Tu risa

Me encanta cuando ríes, pequeño,

y tus ojos brillantes me iluminan.

Me encanta cuando ríes, y reluces,

y tintinea tu sonrisa.

Porque cuando ríes, mi niño,

te apoderas de mi vida.


Vuestra sonrisa lo cambia todo. Cambia la luz del día, el cansancio y hasta el enfado parece otro.

No hay otra cosa que prefiera en este mundo que ver en vuestros ojos la risa, la alegría, la felicidad contagiosa que todo lo llena y todo lo conquista.

No puedo evitarlo.

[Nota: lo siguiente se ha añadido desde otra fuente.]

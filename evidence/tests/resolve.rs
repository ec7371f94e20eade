use std::sync::Arc;

use oscar_evidence::{
    Confidence, CrmContact, CrmNote, CrmNotes, EvidenceCollector, EvidenceKind, IdentityResolver,
    MessageRecords, SourceTag,
};
use oscar_identity::{ContactIndex, ContactRecord, DirectorySource, MemoryDirectory};
use oscar_messages::{Direction, MessageArchive, MessageRecord};
use pretty_assertions::assert_eq;

const FIRST: &str = "+15550001111";
const SECOND: &str = "+15550002222";
const BYSTANDER: &str = "+15550003333";

/// 100 messages: 12 sent to the first number mention "Mandy", 2 received
/// from the second number are self-introductions, and the rest is filler
/// to a third number.
fn history() -> MessageArchive {
    let mut records = Vec::new();
    for id in 0..100_i64 {
        let (handle, text, direction) = match id {
            0..12 => (FIRST, format!("Mandy, dinner at {id}?"), Direction::Outbound),
            12..14 => (SECOND, format!("hey, it's Mandy ({id})"), Direction::Inbound),
            _ => (BYSTANDER, format!("ordinary message {id}"), Direction::Outbound),
        };
        records.push(
            MessageRecord::new(id, format!("iMessage;-;{handle}"), text)
                .with_handle(handle)
                .with_direction(direction)
                .with_timestamp(id * 1_000_000_000),
        );
    }
    MessageArchive::from_records("history", records)
}

fn messages_source() -> Arc<EvidenceCollector<MessageRecords>> {
    Arc::new(EvidenceCollector::new(MessageRecords::new(Arc::new(history()))))
}

#[test]
fn test_mentions_rank_the_frequent_counterpart_first() {
    let resolver =
        IdentityResolver::new(Arc::new(ContactIndex::empty())).with_source(messages_source());

    let resolved = resolver.resolve("Mandy", true);

    assert_eq!(resolved.matches.len(), 2);
    let best = resolved.best_match.clone().unwrap();
    assert_eq!(best.handles, vec![FIRST]);
    assert_eq!(best.count, 12);
    assert_eq!(best.confidence, Confidence::High);
    assert_eq!(best.examples.len(), 5);
    assert!(best.examples.iter().all(|e| e.kind == EvidenceKind::Mention));

    let runner_up = &resolved.matches[1];
    assert_eq!(runner_up.handles, vec![SECOND]);
    assert_eq!(runner_up.count, 4);
    assert_eq!(runner_up.confidence, Confidence::Medium);
    assert_eq!(runner_up.examples.len(), 2);
    assert!(
        runner_up
            .examples
            .iter()
            .all(|e| e.kind == EvidenceKind::SelfReference)
    );

    assert_eq!(resolved.handles, vec![FIRST]);
    assert!(resolved.summary.starts_with("\"Mandy\" most likely refers to +15550001111"));
    assert!(resolved.summary.ends_with("Found 2 possible matches."));
}

#[test]
fn test_directory_names_evidence_candidates() {
    let index = Arc::new(ContactIndex::new(vec![Arc::new(MemoryDirectory::new(
        "contacts",
        vec![ContactRecord::named("Amanda", "Jones").with_handle("(555) 000-1111")],
    ))]));
    let resolver = IdentityResolver::new(index).with_source(messages_source());

    // "Mandy" is not a directory term, so only evidence can resolve it.
    let resolved = resolver.resolve("Mandy", false);
    let best = resolved.best_match.unwrap();
    assert_eq!(best.name, "Amanda Jones");
    assert_eq!(best.source, SourceTag::Messages);
}

#[test]
fn test_crm_notes_merge_with_message_evidence() {
    let crm = CrmNotes::from_contacts(
        "crm",
        vec![CrmContact {
            id: "c2".to_string(),
            first_name: Some("Mandy".to_string()),
            last_name: Some("Lee".to_string()),
            phones: vec!["555-000-2222".to_string()],
            notes: (0..9)
                .map(|i| CrmNote {
                    content: format!("Mandy prefers mornings ({i})"),
                    created: Some(1_700_000_000_000 + i),
                })
                .collect(),
            ..CrmContact::default()
        }],
    );
    let crm = Arc::new(crm);
    let index = Arc::new(ContactIndex::new(vec![
        Arc::clone(&crm) as Arc<dyn DirectorySource>,
    ]));
    let resolver = IdentityResolver::new(index)
        .with_source(messages_source())
        .with_source(Arc::new(EvidenceCollector::new(CrmNotes::clone(&crm))));

    let resolved = resolver.resolve("mandy", true);

    // The directory finds "Mandy Lee" directly; message and note evidence
    // for the same number fold into that candidate.
    let best = resolved.best_match.unwrap();
    assert_eq!(best.name, "Mandy Lee");
    assert_eq!(best.source, SourceTag::Directory);
    assert_eq!(
        best.sources,
        vec![SourceTag::Directory, SourceTag::Messages, SourceTag::CrmNotes]
    );
    assert_eq!(best.count, 13);
    assert!(best.handles.contains(&"555-000-2222".to_string()));
    assert!(best.handles.contains(&SECOND.to_string()));
    assert_eq!(resolved.matches.len(), 2);
}
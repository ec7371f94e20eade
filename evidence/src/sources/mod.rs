//! Record sources that feed the evidence collector.
//!
//! Each adapter flattens its own storage into [`EvidenceRecord`]s. The
//! collector owns the matching, weighting and ranking, so a new source only
//! has to say which handle a record belongs to and which way it went.

mod crm;
mod mail;
mod messages;

pub use crm::{CrmContact, CrmInformation, CrmNote, CrmNotes};
pub use mail::{MailAddress, MailArchive, MailMessage, parse_address_list};
pub use messages::MessageRecords;

use std::sync::Arc;

use chrono::{DateTime, Utc};
use oscar_messages::Direction;

use crate::error::Result;
use crate::evidence::SourceTag;

/// One scannable record, already attributed to a counterpart.
#[derive(Debug, Clone, PartialEq, Eq)]
pub struct EvidenceRecord {
    /// Handle the record is attributed to.
    pub handle: String,

    /// Other handles the source knows belong to the same entity.
    pub alternate_handles: Vec<String>,

    /// Name the source gives the counterpart.
    pub display_name: Option<String>,

    /// Text searched for the term.
    pub text: String,

    /// Text shown in examples, when it differs from `text`.
    pub example_text: Option<String>,

    pub timestamp: Option<DateTime<Utc>>,

    pub direction: Direction,
}

impl EvidenceRecord {
    pub fn new(handle: impl Into<String>, text: impl Into<String>, direction: Direction) -> Self {
        Self {
            handle: handle.into(),
            alternate_handles: Vec::new(),
            display_name: None,
            text: text.into(),
            example_text: None,
            timestamp: None,
            direction,
        }
    }

    /// Text to quote in an example.
    pub fn example(&self) -> &str {
        self.example_text.as_deref().unwrap_or(&self.text)
    }
}

/// A read-only supplier of records for one evidence source.
pub trait RecordSource: Send + Sync {
    fn tag(&self) -> SourceTag;

    /// Short label used in logs.
    fn name(&self) -> &str;

    /// Up to `limit` records in `direction`, newest first.
    fn records(&self, direction: Direction, limit: usize) -> Result<Vec<EvidenceRecord>>;
}

impl<R: RecordSource + ?Sized> RecordSource for Arc<R> {
    fn tag(&self) -> SourceTag {
        (**self).tag()
    }

    fn name(&self) -> &str {
        (**self).name()
    }

    fn records(&self, direction: Direction, limit: usize) -> Result<Vec<EvidenceRecord>> {
        (**self).records(direction, limit)
    }
}
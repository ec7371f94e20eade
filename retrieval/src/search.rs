//! Full-text search and conversation reading over message and mail history.
//!
//! Queries are AND-of-terms with case-insensitive substring matching; a
//! double-quoted span is one literal term. Contact filters are resolved
//! through the [`ContactIndex`] first, then the [`IdentityResolver`], and
//! finally fall back to a substring match over handles and conversation
//! names.

use std::sync::Arc;

use chrono::{DateTime, Utc};
use regex::{Regex, RegexBuilder};
use serde::{Deserialize, Serialize};
use tracing::{debug, warn};

use oscar_evidence::{IdentityResolver, MailArchive};
use oscar_identity::{ContactIndex, ContactSummary, Handle, HandleKind, same_endpoint};
use oscar_messages::{
    ConversationSummary, Direction, MessageQuery, MessageRecord, MessageStore,
    conversation_handle, datetime_to_apple, days_before, format_cursor, snippet,
};

use crate::config::SearchConfig;
use crate::mail::{MailHit, MailScan, MailSearcher};

/// Split a query into terms. Double-quoted spans stay whole; everything else
/// splits on whitespace. An unterminated quote runs to the end.
pub fn parse_query(query: &str) -> Vec<String> {
    let mut terms = Vec::new();
    let mut current = String::new();
    let mut in_quotes = false;
    for c in query.chars() {
        if c == '"' {
            flush_term(&mut terms, &mut current);
            in_quotes = !in_quotes;
        } else if c.is_whitespace() && !in_quotes {
            flush_term(&mut terms, &mut current);
        } else {
            current.push(c);
        }
    }
    flush_term(&mut terms, &mut current);
    terms
}

fn flush_term(terms: &mut Vec<String>, current: &mut String) {
    let term = current.trim();
    if !term.is_empty() {
        terms.push(term.to_string());
    }
    current.clear();
}

/// Case-insensitive literal patterns for a set of terms.
#[derive(Debug)]
pub(crate) struct TermMatcher {
    patterns: Vec<Regex>,
}

impl TermMatcher {
    pub(crate) fn compile(terms: &[String]) -> Result<Self, regex::Error> {
        let patterns = terms
            .iter()
            .map(|term| {
                RegexBuilder::new(&regex::escape(term))
                    .case_insensitive(true)
                    .build()
            })
            .collect::<Result<Vec<_>, _>>()?;
        Ok(Self { patterns })
    }

    /// Every term occurs in `text`.
    pub(crate) fn matches(&self, text: &str) -> bool {
        self.patterns.iter().all(|pattern| pattern.is_match(text))
    }

    /// Wrap every occurrence of every term in `delimiter`, merging
    /// occurrences that overlap or touch.
    pub(crate) fn highlight(&self, text: &str, delimiter: &str) -> String {
        let mut ranges: Vec<(usize, usize)> = self
            .patterns
            .iter()
            .flat_map(|pattern| pattern.find_iter(text).map(|m| (m.start(), m.end())))
            .filter(|(start, end)| start < end)
            .collect();
        ranges.sort_unstable();

        let mut merged: Vec<(usize, usize)> = Vec::with_capacity(ranges.len());
        for (start, end) in ranges {
            match merged.last_mut() {
                Some(last) if start <= last.1 => last.1 = last.1.max(end),
                _ => merged.push((start, end)),
            }
        }

        let mut out = String::with_capacity(text.len() + merged.len() * 2 * delimiter.len());
        let mut cursor = 0;
        for (start, end) in merged {
            out.push_str(&text[cursor..start]);
            out.push_str(delimiter);
            out.push_str(&text[start..end]);
            out.push_str(delimiter);
            cursor = end;
        }
        out.push_str(&text[cursor..]);
        out
    }
}

/// Which histories a search covers.
#[derive(Debug, Clone, Copy, Default, PartialEq, Eq, Serialize, Deserialize)]
#[serde(rename_all = "snake_case")]
pub enum SearchSource {
    Messages,
    Mail,
    #[default]
    All,
}

impl SearchSource {
    pub fn includes_messages(self) -> bool {
        matches!(self, Self::Messages | Self::All)
    }

    pub fn includes_mail(self) -> bool {
        matches!(self, Self::Mail | Self::All)
    }
}

/// Parameters for [`SearchEngine::search`].
#[derive(Debug, Clone, Default, PartialEq, Eq, Serialize, Deserialize)]
#[serde(default)]
pub struct SearchRequest {
    pub query: String,

    /// Treat the whole query as a single phrase.
    pub exact_phrase: bool,

    /// Only messages with these handles. Takes precedence over `contact`.
    pub handles: Vec<String>,

    /// Free-form contact: a name, nickname or handle.
    pub contact: Option<String>,

    /// Only messages at or after this time.
    pub since: Option<DateTime<Utc>>,

    /// Only messages from the last `days_back` days.
    pub days_back: Option<u32>,

    pub direction: Option<Direction>,

    /// Neighbours shown on each side of a hit.
    pub context: usize,

    /// Results per source.
    pub max_results: Option<usize>,

    pub sources: SearchSource,
}

impl SearchRequest {
    pub fn new(query: impl Into<String>) -> Self {
        Self {
            query: query.into(),
            ..Self::default()
        }
    }

    pub fn exact_phrase(mut self) -> Self {
        self.exact_phrase = true;
        self
    }

    pub fn with_handles(mut self, handles: Vec<String>) -> Self {
        self.handles = handles;
        self
    }

    pub fn with_contact(mut self, contact: impl Into<String>) -> Self {
        self.contact = Some(contact.into());
        self
    }

    pub fn with_since(mut self, since: DateTime<Utc>) -> Self {
        self.since = Some(since);
        self
    }

    pub fn with_days_back(mut self, days: u32) -> Self {
        self.days_back = Some(days);
        self
    }

    pub fn with_direction(mut self, direction: Direction) -> Self {
        self.direction = Some(direction);
        self
    }

    pub fn with_context(mut self, context: usize) -> Self {
        self.context = context;
        self
    }

    pub fn with_max_results(mut self, max_results: usize) -> Self {
        self.max_results = Some(max_results);
        self
    }

    pub fn with_sources(mut self, sources: SearchSource) -> Self {
        self.sources = sources;
        self
    }

    fn terms(&self) -> Vec<String> {
        if self.exact_phrase {
            let phrase = self.query.trim().trim_matches('"').trim();
            if phrase.is_empty() {
                Vec::new()
            } else {
                vec![phrase.to_string()]
            }
        } else {
            parse_query(&self.query)
        }
    }
}

#[derive(Debug, Clone, Copy, PartialEq, Eq, Serialize, Deserialize)]
#[serde(rename_all = "snake_case")]
pub enum SearchStatus {
    Ok,
    /// No terms and no contact filter.
    NothingToSearch,
    /// The terms could not be compiled.
    InvalidQuery,
}

/// How a contact filter was turned into handles.
#[derive(Debug, Clone, Copy, PartialEq, Eq, Serialize, Deserialize)]
#[serde(rename_all = "snake_case")]
pub enum FilterSource {
    /// Handles given directly, or a contact string that is itself a handle.
    Handles,
    /// A contact directory term.
    Directory,
    /// The best match from identity resolution.
    Resolver,
    /// Nothing resolved; substring match over handles and conversation names.
    Pattern,
}

/// A resolved contact filter.
#[derive(Debug, Clone, PartialEq, Eq, Serialize, Deserialize)]
pub struct ContactFilter {
    pub query: String,
    pub source: FilterSource,
    pub name: Option<String>,
    pub handles: Vec<String>,
}

impl ContactFilter {
    fn message_query(&self) -> MessageQuery {
        if self.handles.is_empty() {
            MessageQuery::new().with_contact_pattern(&self.query)
        } else {
            MessageQuery::new().with_handles(self.handles.clone())
        }
    }
}

/// A message shown in a conversation or as context.
#[derive(Debug, Clone, PartialEq, Eq, Serialize, Deserialize)]
pub struct ConversationMessage {
    pub id: i64,
    pub text: String,
    pub timestamp: Option<String>,
    pub sender: String,
    pub is_from_me: bool,
    /// Set on the message a context window was centred on.
    #[serde(default, skip_serializing_if = "std::ops::Not::not")]
    pub is_match: bool,
}

/// Neighbours of a hit, oldest first on both sides.
#[derive(Debug, Clone, Default, PartialEq, Eq, Serialize, Deserialize)]
pub struct HitContext {
    pub before: Vec<ConversationMessage>,
    pub after: Vec<ConversationMessage>,
}

/// One matching message.
#[derive(Debug, Clone, PartialEq, Eq, Serialize, Deserialize)]
pub struct SearchHit {
    pub id: i64,

    /// Body with every term occurrence highlighted.
    pub text: String,

    pub timestamp: Option<String>,

    /// `Me`, the contact's name, or their handle.
    pub sender: String,

    pub is_from_me: bool,

    /// Counterpart handle.
    pub contact: Option<String>,

    pub contact_name: Option<String>,

    pub conversation_id: String,

    pub conversation_name: Option<String>,

    #[serde(default, skip_serializing_if = "Option::is_none")]
    pub context: Option<HitContext>,
}

/// Outcome of [`SearchEngine::search`].
#[derive(Debug, Clone, PartialEq, Eq, Serialize, Deserialize)]
pub struct SearchResponse {
    pub status: SearchStatus,
    pub query: String,
    pub terms: Vec<String>,
    pub contact_filter: Option<ContactFilter>,
    /// Hits across every searched source.
    pub total: usize,
    /// Message hits.
    pub results: Vec<SearchHit>,
    #[serde(default, skip_serializing_if = "Vec::is_empty")]
    pub mail_results: Vec<MailHit>,
    #[serde(default, skip_serializing_if = "Option::is_none")]
    pub message: Option<String>,
}

impl SearchResponse {
    fn empty(status: SearchStatus, query: &str, terms: Vec<String>, message: String) -> Self {
        Self {
            status,
            query: query.to_string(),
            terms,
            contact_filter: None,
            total: 0,
            results: Vec::new(),
            mail_results: Vec::new(),
            message: Some(message),
        }
    }
}

/// One row of [`SearchEngine::list_conversations`].
#[derive(Debug, Clone, PartialEq, Eq, Serialize, Deserialize)]
pub struct ConversationOverview {
    pub conversation_id: String,
    pub display_name: Option<String>,
    /// Counterpart handle of a one-to-one conversation.
    pub contact: Option<String>,
    pub contact_name: Option<String>,
    pub is_group: bool,
    pub participant_count: usize,
    pub message_count: usize,
    /// Start of the latest message.
    pub last_message: String,
    pub last_message_at: Option<String>,
    pub last_from_me: bool,
}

Sonrío siempre con vuestra risa.

Intento provocar vuestra carcajada, llenaros de besos la barriga, ser cómplices de cosquillas y bromear con absurdas palabras.

Pero no siempre es así. Siento que a veces vuele entre nosotros el enfado, que las prisas desesperen mis maneras y la tristeza moje vuestros ojos.

A veces no encuentro la manera de salir de mí misma hacia vosotros, de sentir vuestra niñez como si fuera mi yo niña quien quisiera gritar, negar, correr o jugar hasta crecer.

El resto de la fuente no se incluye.